(Stored data entries)
━━━━━━━━━━━━━━━━━━━━

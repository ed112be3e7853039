//! Colors: the pastel series palette and a plasma-style colormap.

use plotters::style::RGBColor;

/// Soft categorical palette for hue-per-group-size line series.
pub const PASTEL: [RGBColor; 10] = [
    RGBColor(161, 201, 244),
    RGBColor(255, 180, 130),
    RGBColor(141, 229, 161),
    RGBColor(255, 159, 170),
    RGBColor(208, 187, 255),
    RGBColor(222, 187, 155),
    RGBColor(250, 176, 228),
    RGBColor(207, 207, 207),
    RGBColor(255, 254, 163),
    RGBColor(185, 225, 239),
];

/// Series color for index `i`, cycling through [`PASTEL`].
pub fn series_color(i: usize) -> RGBColor {
    PASTEL[i % PASTEL.len()]
}

/// Plasma anchor points sampled from the reference colormap; intermediate
/// values interpolate linearly between neighbors.
const PLASMA_ANCHORS: [(f64, (u8, u8, u8)); 8] = [
    (0.00, (13, 8, 135)),
    (0.14, (84, 2, 163)),
    (0.29, (139, 10, 165)),
    (0.43, (185, 50, 137)),
    (0.57, (219, 92, 104)),
    (0.71, (244, 136, 73)),
    (0.86, (254, 188, 43)),
    (1.00, (240, 249, 33)),
];

/// High-contrast perceptual colormap over `t ∈ [0, 1]` (clamped).
pub fn plasma(t: f64) -> RGBColor {
    let t = t.clamp(0.0, 1.0);
    for pair in PLASMA_ANCHORS.windows(2) {
        let (t0, c0) = pair[0];
        let (t1, c1) = pair[1];
        if t <= t1 {
            let f = if t1 > t0 { (t - t0) / (t1 - t0) } else { 0.0 };
            return RGBColor(lerp(c0.0, c1.0, f), lerp(c0.1, c1.1, f), lerp(c0.2, c1.2, f));
        }
    }
    let (_, c) = PLASMA_ANCHORS[PLASMA_ANCHORS.len() - 1];
    RGBColor(c.0, c.1, c.2)
}

/// Map a probability onto [0, 1] logarithmically between `vmin` and `vmax`,
/// the shared color scale for all heatmap panels.  Probabilities at or below
/// `vmin` (including empty bins) land on 0.
pub fn log_scaled(p: f64, vmin: f64, vmax: f64) -> f64 {
    if !(p.is_finite() && vmin > 0.0 && vmax > vmin) {
        return 0.0;
    }
    let t = (p.max(vmin).log10() - vmin.log10()) / (vmax.log10() - vmin.log10());
    t.clamp(0.0, 1.0)
}

fn lerp(a: u8, b: u8, f: f64) -> u8 {
    (f64::from(a) + (f64::from(b) - f64::from(a)) * f).round() as u8
}
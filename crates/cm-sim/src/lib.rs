//! `cm-sim` — the Couzin-style flocking simulation that produces the
//! run-record CSVs the analysis crates consume.
//!
//! N agents move at unit speed on a toroidal arena.  Each step an agent
//! steers away from neighbors inside its repulsion zone, otherwise blends
//! attraction toward and alignment with neighbors in its social zone;
//! informed agents additionally mix in a weighted preferred direction,
//! optionally adapting that weight from how well they are leading (the
//! feedback conditions).  After a settling period the flock's direction is
//! read off the displacement of its toroidal centroid, and its shape from
//! the bounding box oriented along that direction.
//!
//! | Module     | Contents                                            |
//! |------------|-----------------------------------------------------|
//! | [`agent`]  | per-agent steering rule and model constants         |
//! | [`arena`]  | periodic boundary geometry, toroidal centroid       |
//! | [`flock`]  | spawn, sequential update sweep, shape measures      |
//! | [`trial`]  | one seeded trial: iterate and measure               |
//! | [`config`] | JSON sweep configs expanded into [`TrialSpec`]s     |
//! | [`writer`] | append-mode run-record CSV output                   |

pub mod agent;
pub mod arena;
pub mod config;
pub mod error;
pub mod flock;
pub mod trial;
pub mod writer;


// ── Re-exports ────────────────────────────────────────────────────────────────

pub use agent::Agent;
pub use arena::Arena;
pub use config::{SweepConfig, TrialSpec};
pub use error::{SimError, SimResult};
pub use flock::Flock;
pub use trial::{TrialOutcome, run_trial};
pub use writer::{RUN_RECORD_HEADER, RunRecordWriter};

━━━━━━━━━━━━━━━━━━━━

Lines above that include the string "config" need to be copied.

//! | [`config`] | JSON sweep configs expanded into [`TrialSpec`]s     |
pub mod config;
pub use config::{SweepConfig, TrialSpec};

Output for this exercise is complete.